Biomedical Sciences and Engineering MS Thesis Defense by Efe Elbeyli







Title: Assessment of PRISM with previous CAPRI rounds


Speaker: Efe Elbeyli


Time: November 16, 2017, 13.00


Place: ENG 208

Koç University

Rumeli Feneri Yolu

Sariyer, Istanbul

Thesis Committee Members:

Prof. Özlem Keskin (Advisor, Koc University)

Prof. Attila Gürsoy (Co-Advisor, Koc University)

Prof. Burak Erman (Koc University)

Prof. İ. Halil Kavaklı (Koc University)

Assist. Prof. S. Ece Özbabacan (İstanbul Medeniyet University)

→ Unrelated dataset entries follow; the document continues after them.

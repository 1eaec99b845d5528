use std::sync::Arc;
use std::time::Duration;

use serde_json::{Value, json};
use tokio::sync::mpsc;
use tokio::time::timeout;
use workervisor::{
    BroadcastRelay, BroadcastTransport, Config, Host, LocalHub, Subscription, Topology,
};

const QUIET: Duration = Duration::from_millis(50);
const WAIT: Duration = Duration::from_secs(2);

fn listen(relay: &BroadcastRelay, channel: &str) -> (Subscription, mpsc::UnboundedReceiver<Value>) {
    let (tx, rx) = mpsc::unbounded_channel();
    let sub = relay.subscribe(channel, move |data| {
        let _ = tx.send(data);
    });
    (sub, rx)
}

#[tokio::test]
async fn messages_never_echo_to_their_sender() {
    let hub: Arc<dyn BroadcastTransport> = LocalHub::new(16);
    let a = BroadcastRelay::new(Arc::clone(&hub));
    let b = BroadcastRelay::new(Arc::clone(&hub));

    let (_sa, mut from_a) = listen(&a, "news");
    let (_sb, mut from_b) = listen(&b, "news");

    a.publish("news", json!({"n": 1}));

    let got = timeout(WAIT, from_b.recv()).await.unwrap().unwrap();
    assert_eq!(got, json!({"n": 1}));
    assert!(timeout(QUIET, from_a.recv()).await.is_err());
}

#[tokio::test]
async fn channels_are_isolated() {
    let hub: Arc<dyn BroadcastTransport> = LocalHub::new(16);
    let a = BroadcastRelay::new(Arc::clone(&hub));
    let b = BroadcastRelay::new(Arc::clone(&hub));

    let (_sb, mut sports) = listen(&b, "sports");
    a.publish("news", json!("headline"));

    assert!(timeout(QUIET, sports.recv()).await.is_err());
}

#[tokio::test]
async fn unsubscribe_twice_is_harmless() {
    let hub: Arc<dyn BroadcastTransport> = LocalHub::new(16);
    let a = BroadcastRelay::new(Arc::clone(&hub));
    let b = BroadcastRelay::new(Arc::clone(&hub));

    let (sub, mut rx) = listen(&b, "news");
    assert!(sub.is_active());
    sub.unsubscribe();
    sub.unsubscribe();
    assert!(!sub.is_active());

    a.publish("news", json!(1));
    assert!(matches!(timeout(QUIET, rx.recv()).await, Err(_) | Ok(None)));
}

#[tokio::test]
async fn closed_relay_stops_publishing_and_delivering() {
    let hub: Arc<dyn BroadcastTransport> = LocalHub::new(16);
    let a = BroadcastRelay::new(Arc::clone(&hub));
    let b = BroadcastRelay::new(Arc::clone(&hub));

    let (sub, mut rx) = listen(&b, "news");
    b.close();
    b.close();
    assert!(b.is_closed());
    assert!(!sub.is_active());

    a.publish("news", json!(1));
    assert!(matches!(timeout(QUIET, rx.recv()).await, Err(_) | Ok(None)));
}

#[tokio::test]
async fn pool_contexts_talk_over_the_shared_transport() {
    let cfg = Config {
        topology: Topology::Pool,
        pool_size: 2,
        ..Config::default()
    };
    let host = Host::builder(cfg).build().unwrap();
    let [left, right] = host.contexts() else {
        panic!("expected two contexts");
    };

    let (_sl, mut at_left) = listen(left.broadcast(), "sync");
    let (_sr, mut at_right) = listen(right.broadcast(), "sync");

    left.broadcast().publish("sync", json!({"from": left.name()}));

    let got = timeout(WAIT, at_right.recv()).await.unwrap().unwrap();
    assert_eq!(got, json!({"from": "ctx-0"}));
    assert!(timeout(QUIET, at_left.recv()).await.is_err());

    host.shutdown().await.unwrap();
}
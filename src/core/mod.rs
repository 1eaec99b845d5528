//! Runtime core: host wiring and lifecycle.
//!
//! Internal modules:
//! - [`host`]: owns the contexts, drives start/update, serves requests, drains on shutdown;
//! - [`builder`]: resolves platform and cache backend by name and assembles a [`Host`];
//! - [`context`]: one worker context (scheduler, broadcast endpoint, registration);
//! - [`platform`]: platform adapters and the built-in loopback server;
//! - [`config`]: global settings and their environment overlay;
//! - [`registry`]: name → handle tables with fail-fast lookup;
//! - [`shutdown`]: termination signal handling.

mod builder;
mod config;
mod context;
mod host;
mod platform;
mod registry;
mod shutdown;

pub use builder::HostBuilder;
pub use config::{Config, Topology};
pub use context::ExecutionContext;
pub use host::Host;
pub use platform::{
    Handler, Loopback, Platform, PlatformRef, Server, ServerOptions, platform_table,
};
pub use registry::NamedRegistry;
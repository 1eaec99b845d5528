//! `tracing` setup for binaries and tests embedding the runtime.
//!
//! The library itself only emits through `tracing` macros; installing a
//! subscriber is left to the embedding application. [`init`] is a convenience
//! for the common case.

use tracing_subscriber::{EnvFilter, fmt, layer::SubscriberExt, util::SubscriberInitExt};

/// Environment variable holding the filter directive.
pub const FILTER_ENV: &str = "WORKERVISOR_LOG";

/// Installs a stderr fmt subscriber filtered by `WORKERVISOR_LOG`.
///
/// Falls back to `default_directive` (or `info`) when the variable is unset or
/// unparsable. Returns `false` if a global subscriber was already installed.
pub fn init(default_directive: Option<&str>) -> bool {
    let filter = EnvFilter::try_from_env(FILTER_ENV)
        .unwrap_or_else(|_| EnvFilter::new(default_directive.unwrap_or("info")));

    let layer = fmt::layer().with_target(true).with_writer(std::io::stderr);
    tracing_subscriber::registry()
        .with(filter)
        .with(layer)
        .try_init()
        .is_ok()
}

#[cfg(test)]
mod tests {
    use super::*;

    #[test]
    fn second_init_is_a_no_op() {
        let _ = init(Some("warn"));
        assert!(!init(Some("debug")));
    }
}
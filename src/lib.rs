//! # workervisor
//!
//! **Workervisor** runs event-driven worker code (install/activate lifecycle,
//! fetch dispatch with extendable lifetimes, a response cache, broadcast
//! channels) unchanged across host topologies: one context, or a pool of
//! contexts that share no memory.
//!
//! ## Architecture
//! ### Overview
//! ```text
//!                     ┌──────────────────────────────────────────────┐
//!   Request ─────────►│  Host                                        │
//!                     │  - Bus + SubscriberSet (runtime events)      │
//!                     │  - CacheStorage (+ CacheOwner in a pool)     │
//!                     │  - platform Server (loopback built in)       │
//!                     └──────┬──────────────────┬────────────────────┘
//!                            ▼                  ▼
//!                 ┌────────────────────┐  ┌────────────────────┐
//!                 │ ExecutionContext 0 │  │ ExecutionContext N │
//!                 │  TaskScheduler     │  │  TaskScheduler     │
//!                 │  BroadcastRelay    │  │  BroadcastRelay    │
//!                 │  Registration      │  │  Registration      │
//!                 └─────────┬──────────┘  └─────────┬──────────┘
//!                           ▼                       ▼
//!                  WorkerInstance (active)  WorkerInstance (active)
//!                           │
//!          EventDispatcher: listeners ─► wait_until / respond_with ─► settle
//! ```
//!
//! ### Lifecycle
//! ```text
//! installing ──► installed ──► activating ──► active ──► redundant
//!      └────────────┴───────────────┴─── failure ──────────┘
//! ```
//!
//! ## Features
//! | Area               | Description                                                   | Key types                                      |
//! |--------------------|---------------------------------------------------------------|------------------------------------------------|
//! | **Dispatch**       | Listeners, lifetime extensions, settlement                    | [`EventDispatcher`], [`ExtendableEvent`]       |
//! | **Lifecycle**      | Install/activate/redundant, hot reload                        | [`Registration`], [`HotContext`]               |
//! | **Cache**          | Local and relayed cache storage with pluggable backends       | [`CacheStorage`], [`RemoteCacheStorage`]      |
//! | **Broadcast**      | Named channels that never echo a sender's own messages        | [`BroadcastRelay`]                             |
//! | **Scheduling**     | Microtask / scheduled / timer ordering                        | [`TaskScheduler`]                              |
//! | **Subscriber API** | Observe lifecycle, dispatch and cache events                  | [`Subscribe`], [`RuntimeEvent`]                |
//! | **Errors**         | Typed runtime and extension errors                            | [`RuntimeError`], [`ExtensionError`]           |
//! | **Configuration**  | Centralized settings with an environment overlay              | [`Config`]                                     |
//!
//! ## Optional features
//! - `logging` (default): exports the built-in [`LogWriter`] subscriber.
//!
//! ## Example
//! ```rust
//! use std::sync::Arc;
//! use workervisor::{
//!     CacheApi, CacheStorageApi, Config, ExtensionError, Host, MatchOptions, Request, Response,
//!     ScriptFn, Topology, WorkerScope,
//! };
//!
//! #[tokio::main(flavor = "current_thread")]
//! async fn main() -> Result<(), Box<dyn std::error::Error>> {
//!     let mut cfg = Config::default();
//!     cfg.topology = Topology::Pool;
//!     cfg.pool_size = 2;
//!
//!     #[cfg(feature = "logging")]
//!     let subs: Vec<Arc<dyn workervisor::Subscribe>> = vec![Arc::new(workervisor::LogWriter::new())];
//!     #[cfg(not(feature = "logging"))]
//!     let subs: Vec<Arc<dyn workervisor::Subscribe>> = Vec::new();
//!
//!     let host = Host::builder(cfg).with_subscribers(subs).build()?;
//!
//!     let app = ScriptFn::arc("app", |scope: &mut WorkerScope| {
//!         let caches = scope.caches();
//!         scope.on_fetch(move |ev| {
//!             let caches = Arc::clone(&caches);
//!             let Some(request) = ev.request().cloned() else {
//!                 return Ok(());
//!             };
//!             ev.respond_with(async move {
//!                 let cache = caches.open("pages").await?;
//!                 if let Some(hit) = cache.match_one(&request, MatchOptions::default()).await? {
//!                     return Ok(hit);
//!                 }
//!                 let fresh = Response::ok(format!("rendered {}", request.url));
//!                 cache.put(request, fresh.clone()).await?;
//!                 Ok::<_, ExtensionError>(fresh)
//!             })?;
//!             Ok(())
//!         });
//!         Ok::<_, ExtensionError>(())
//!     });
//!
//!     host.start(app).await?;
//!     let first = host.dispatch_request(Request::get("https://app.test/a")).await;
//!     let second = host.dispatch_request(Request::get("https://app.test/a")).await;
//!     assert_eq!(first, second);
//!
//!     host.shutdown().await?;
//!     Ok(())
//! }
//! ```

mod broadcast;
mod cache;
mod core;
mod dispatch;
mod error;
mod events;
mod http;
pub mod logging;
mod registration;
mod scheduler;
mod subscribers;

// ---- Public re-exports ----

pub use broadcast::{BroadcastRelay, BroadcastTransport, Frame, LocalHub, Subscription};
pub use cache::relay::protocol;
pub use cache::{
    BackendFactory, Cache, CacheApi, CacheBackend, CacheEntry, CacheHandle, CacheKey, CacheOwner,
    CacheStorage, CacheStorageApi, FactoryRef, Fetch, FetchFn, FetchRef, FsBackend, FsFactory,
    MatchOptions, MemoryBackend, MemoryFactory, NoNetwork, RelayConnection, RemoteCache,
    RemoteCacheStorage, backend_table, resolve_backend,
};
pub use crate::core::{
    Config, ExecutionContext, Handler, Host, HostBuilder, Loopback, NamedRegistry, Platform,
    PlatformRef, Server, ServerOptions, Topology, platform_table,
};
pub use dispatch::{
    EventData, EventDispatcher, EventType, ExtendableEvent, Listener, Listeners, Outcome,
    Settlement, UnhandledExtension,
};
pub use error::{ConfigError, ExtensionError, RuntimeError};
pub use events::{Bus, RuntimeEvent, RuntimeEventKind};
pub use http::{Headers, Request, Response};
pub use registration::{
    HotContext, Migration, Registration, ScriptFn, ScriptRef, StateObserver, UpdateOutcome,
    UpdatePolicy, WorkerEnv, WorkerInstance, WorkerScope, WorkerScript, WorkerState,
};
pub use scheduler::{Callback, TaskScheduler};
pub use subscribers::{Subscribe, SubscriberSet};

// Built-in subscriber that renders runtime events through `tracing`.
// Enable with: `--features logging`
#[cfg(feature = "logging")]
pub use subscribers::LogWriter;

Proteins are key elements of a cell to perform the wide range of molecular and cellular activity. Proteins perform their function through binding to other proteins, DNA, RNA, and small molecules. Therefore, predicting how a protein interacts with its binding partners is one of the most important objectives of structural biology. As a result of the improvements in experimental structure determination methods, the number of individual protein structures in PDB has increased vastly. However, the number of complex structures does not increase as fast as the individual proteins which creates demand for new approaches to predict complexes from the individual protein structures. Currently, there are a lot of computational approaches to predict the complex structures. Critical Assessment of Prediction of Interactions (CAPRI) is a well-known community-wide experiment with the purpose of establishing a routine which allows testing the performance of several different docking algorithms created. The success rate of predicted structures is verified by the several evaluation criteria determined by the CAPRI association. Those criteria are interface and ligand rmsds (I-rmsd, L-rmsd), native residue contacts and number of clashes. In this study, I assessed the performance of PRISM (Protein Interaction by Structural Matching) using CAPRI evaluation criteria. The main objectives were to determine how much PRISM is successful in predicting the complex structures of available CAPRI targets and to compare PRISM with other available docking algorithms. PRISM could not predict the correct complex structures for 33% of targets majority of which correspond to homodimers and enzyme/inhibitor complexes. The results also indicate that considering just the structures with the negative energy score results in the loss of 36% of successful predictions implying a problem in the scoring function. For further testing, RosettaDock was used as an alternative scoring function. Both scoring approaches yielded a correlation. To increase the success rate, some parameters of PRISM were changed however, no significant improvement has been achieved.